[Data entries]
· · · · ·

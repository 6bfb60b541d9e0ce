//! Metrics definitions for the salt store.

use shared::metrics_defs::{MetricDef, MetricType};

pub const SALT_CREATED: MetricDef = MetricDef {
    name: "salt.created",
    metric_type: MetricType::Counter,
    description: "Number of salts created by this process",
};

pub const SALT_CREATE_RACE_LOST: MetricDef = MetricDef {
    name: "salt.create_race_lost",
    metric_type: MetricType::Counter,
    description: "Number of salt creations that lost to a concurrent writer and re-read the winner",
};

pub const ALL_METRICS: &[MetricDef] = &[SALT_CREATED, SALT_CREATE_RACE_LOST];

· · · · ·

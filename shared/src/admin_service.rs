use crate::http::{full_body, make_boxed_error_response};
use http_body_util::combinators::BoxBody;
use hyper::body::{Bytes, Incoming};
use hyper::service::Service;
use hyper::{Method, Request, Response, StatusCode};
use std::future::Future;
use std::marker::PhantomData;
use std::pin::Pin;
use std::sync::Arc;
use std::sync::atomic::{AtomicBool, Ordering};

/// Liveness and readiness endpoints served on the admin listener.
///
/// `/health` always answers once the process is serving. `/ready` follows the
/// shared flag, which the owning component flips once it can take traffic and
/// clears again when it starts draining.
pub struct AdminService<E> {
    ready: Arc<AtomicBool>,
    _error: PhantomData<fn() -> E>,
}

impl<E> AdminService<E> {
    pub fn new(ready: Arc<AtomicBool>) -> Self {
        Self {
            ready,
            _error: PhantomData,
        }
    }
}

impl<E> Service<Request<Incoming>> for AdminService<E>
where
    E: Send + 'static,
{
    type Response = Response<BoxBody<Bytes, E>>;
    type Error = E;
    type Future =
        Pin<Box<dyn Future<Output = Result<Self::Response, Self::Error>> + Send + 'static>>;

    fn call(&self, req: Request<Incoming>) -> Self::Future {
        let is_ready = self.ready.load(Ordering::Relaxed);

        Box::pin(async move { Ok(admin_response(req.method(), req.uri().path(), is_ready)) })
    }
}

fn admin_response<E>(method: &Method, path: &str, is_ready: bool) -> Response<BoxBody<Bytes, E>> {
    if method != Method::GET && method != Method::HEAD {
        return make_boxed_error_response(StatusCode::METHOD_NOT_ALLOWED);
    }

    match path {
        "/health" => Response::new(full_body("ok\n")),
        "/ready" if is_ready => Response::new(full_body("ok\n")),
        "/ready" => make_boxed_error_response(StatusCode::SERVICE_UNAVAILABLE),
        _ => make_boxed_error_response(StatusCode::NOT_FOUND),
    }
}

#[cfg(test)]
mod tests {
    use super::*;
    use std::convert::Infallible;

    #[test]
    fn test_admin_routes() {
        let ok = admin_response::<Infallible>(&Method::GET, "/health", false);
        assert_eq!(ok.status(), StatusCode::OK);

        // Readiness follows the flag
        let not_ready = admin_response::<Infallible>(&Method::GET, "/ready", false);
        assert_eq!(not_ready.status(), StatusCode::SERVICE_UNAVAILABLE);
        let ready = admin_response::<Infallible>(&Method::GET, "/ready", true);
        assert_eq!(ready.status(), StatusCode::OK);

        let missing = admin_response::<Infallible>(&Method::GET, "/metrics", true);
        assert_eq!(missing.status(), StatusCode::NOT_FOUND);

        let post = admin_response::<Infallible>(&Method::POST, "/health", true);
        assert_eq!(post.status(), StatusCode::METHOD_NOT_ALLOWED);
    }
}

· · · · ·

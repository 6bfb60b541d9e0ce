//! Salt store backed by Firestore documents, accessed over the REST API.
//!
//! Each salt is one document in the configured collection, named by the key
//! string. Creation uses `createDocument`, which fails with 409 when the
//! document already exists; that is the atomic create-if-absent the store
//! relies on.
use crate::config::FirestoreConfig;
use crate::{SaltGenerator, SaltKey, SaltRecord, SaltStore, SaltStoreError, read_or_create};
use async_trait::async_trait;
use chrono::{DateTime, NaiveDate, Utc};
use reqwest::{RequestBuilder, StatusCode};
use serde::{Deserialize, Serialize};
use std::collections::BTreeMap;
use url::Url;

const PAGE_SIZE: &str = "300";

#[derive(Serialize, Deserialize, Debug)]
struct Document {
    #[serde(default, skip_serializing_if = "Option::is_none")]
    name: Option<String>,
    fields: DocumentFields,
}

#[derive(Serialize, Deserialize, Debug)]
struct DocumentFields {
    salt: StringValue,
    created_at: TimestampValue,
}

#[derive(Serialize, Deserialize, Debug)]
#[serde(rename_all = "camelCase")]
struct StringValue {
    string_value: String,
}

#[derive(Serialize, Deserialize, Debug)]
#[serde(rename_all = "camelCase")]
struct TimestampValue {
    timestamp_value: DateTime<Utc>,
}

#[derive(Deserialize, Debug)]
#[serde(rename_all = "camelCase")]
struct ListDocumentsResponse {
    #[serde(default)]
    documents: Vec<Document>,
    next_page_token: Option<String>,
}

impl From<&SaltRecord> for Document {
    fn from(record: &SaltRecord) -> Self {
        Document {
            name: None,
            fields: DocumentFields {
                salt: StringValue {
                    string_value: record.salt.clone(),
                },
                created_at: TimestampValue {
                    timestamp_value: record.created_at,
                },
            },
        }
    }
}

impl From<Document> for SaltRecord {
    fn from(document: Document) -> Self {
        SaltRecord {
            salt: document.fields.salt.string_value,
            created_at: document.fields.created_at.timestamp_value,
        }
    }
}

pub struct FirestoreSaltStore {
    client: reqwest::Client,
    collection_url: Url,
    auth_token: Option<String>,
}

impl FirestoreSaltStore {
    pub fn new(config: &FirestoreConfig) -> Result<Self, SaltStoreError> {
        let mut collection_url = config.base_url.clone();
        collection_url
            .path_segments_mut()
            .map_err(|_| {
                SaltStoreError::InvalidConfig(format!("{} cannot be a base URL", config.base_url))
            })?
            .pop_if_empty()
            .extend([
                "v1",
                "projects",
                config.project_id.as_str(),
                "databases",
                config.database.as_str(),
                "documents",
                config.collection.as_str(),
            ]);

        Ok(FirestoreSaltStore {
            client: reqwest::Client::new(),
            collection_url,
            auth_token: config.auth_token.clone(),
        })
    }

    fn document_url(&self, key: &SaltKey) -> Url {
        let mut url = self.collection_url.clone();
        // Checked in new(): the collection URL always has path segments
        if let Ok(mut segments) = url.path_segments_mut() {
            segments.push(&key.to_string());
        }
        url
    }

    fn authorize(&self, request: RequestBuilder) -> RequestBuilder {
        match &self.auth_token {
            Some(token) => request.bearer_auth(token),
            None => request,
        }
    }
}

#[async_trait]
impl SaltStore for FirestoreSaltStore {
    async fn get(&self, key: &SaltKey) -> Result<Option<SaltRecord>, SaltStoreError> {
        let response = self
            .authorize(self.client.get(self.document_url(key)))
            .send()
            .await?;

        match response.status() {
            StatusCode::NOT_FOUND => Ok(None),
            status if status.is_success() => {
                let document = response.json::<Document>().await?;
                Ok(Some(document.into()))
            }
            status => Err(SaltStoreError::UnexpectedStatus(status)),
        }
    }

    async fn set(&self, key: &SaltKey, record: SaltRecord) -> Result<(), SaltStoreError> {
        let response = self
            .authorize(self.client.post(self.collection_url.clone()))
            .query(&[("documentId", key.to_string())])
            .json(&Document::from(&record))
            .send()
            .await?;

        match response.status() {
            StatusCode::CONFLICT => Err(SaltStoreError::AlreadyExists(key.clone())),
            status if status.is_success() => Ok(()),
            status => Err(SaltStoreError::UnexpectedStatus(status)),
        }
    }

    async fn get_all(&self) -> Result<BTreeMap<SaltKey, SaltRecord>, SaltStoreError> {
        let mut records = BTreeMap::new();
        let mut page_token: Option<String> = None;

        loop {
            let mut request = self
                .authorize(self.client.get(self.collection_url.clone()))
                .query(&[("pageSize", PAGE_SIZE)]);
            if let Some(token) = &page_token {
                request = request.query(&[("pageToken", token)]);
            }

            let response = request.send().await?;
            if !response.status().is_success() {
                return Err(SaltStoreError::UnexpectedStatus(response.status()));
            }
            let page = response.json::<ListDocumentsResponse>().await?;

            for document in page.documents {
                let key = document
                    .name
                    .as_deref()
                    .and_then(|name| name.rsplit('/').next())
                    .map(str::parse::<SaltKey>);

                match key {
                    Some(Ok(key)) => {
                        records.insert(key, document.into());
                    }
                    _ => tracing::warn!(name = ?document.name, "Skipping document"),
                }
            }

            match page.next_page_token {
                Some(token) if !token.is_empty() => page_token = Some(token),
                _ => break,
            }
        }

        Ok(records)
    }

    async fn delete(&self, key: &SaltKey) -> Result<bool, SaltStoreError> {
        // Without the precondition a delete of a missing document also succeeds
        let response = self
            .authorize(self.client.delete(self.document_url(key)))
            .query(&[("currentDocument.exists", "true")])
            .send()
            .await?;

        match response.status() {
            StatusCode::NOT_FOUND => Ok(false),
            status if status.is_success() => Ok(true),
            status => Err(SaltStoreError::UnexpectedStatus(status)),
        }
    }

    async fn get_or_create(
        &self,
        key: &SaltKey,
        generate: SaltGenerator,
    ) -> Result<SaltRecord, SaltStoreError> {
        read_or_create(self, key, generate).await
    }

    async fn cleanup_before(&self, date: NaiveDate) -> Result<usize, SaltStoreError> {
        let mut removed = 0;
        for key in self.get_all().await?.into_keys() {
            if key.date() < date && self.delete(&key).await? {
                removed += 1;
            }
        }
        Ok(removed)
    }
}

· · · · ·

Go through the entries and copy every line that has "Option".

=== Solution to this exercise ===
    #[serde(default, skip_serializing_if = "Option::is_none")]
    name: Option<String>,
    next_page_token: Option<String>,
    auth_token: Option<String>,
    async fn get(&self, key: &SaltKey) -> Result<Option<SaltRecord>, SaltStoreError> {
        let mut page_token: Option<String> = None;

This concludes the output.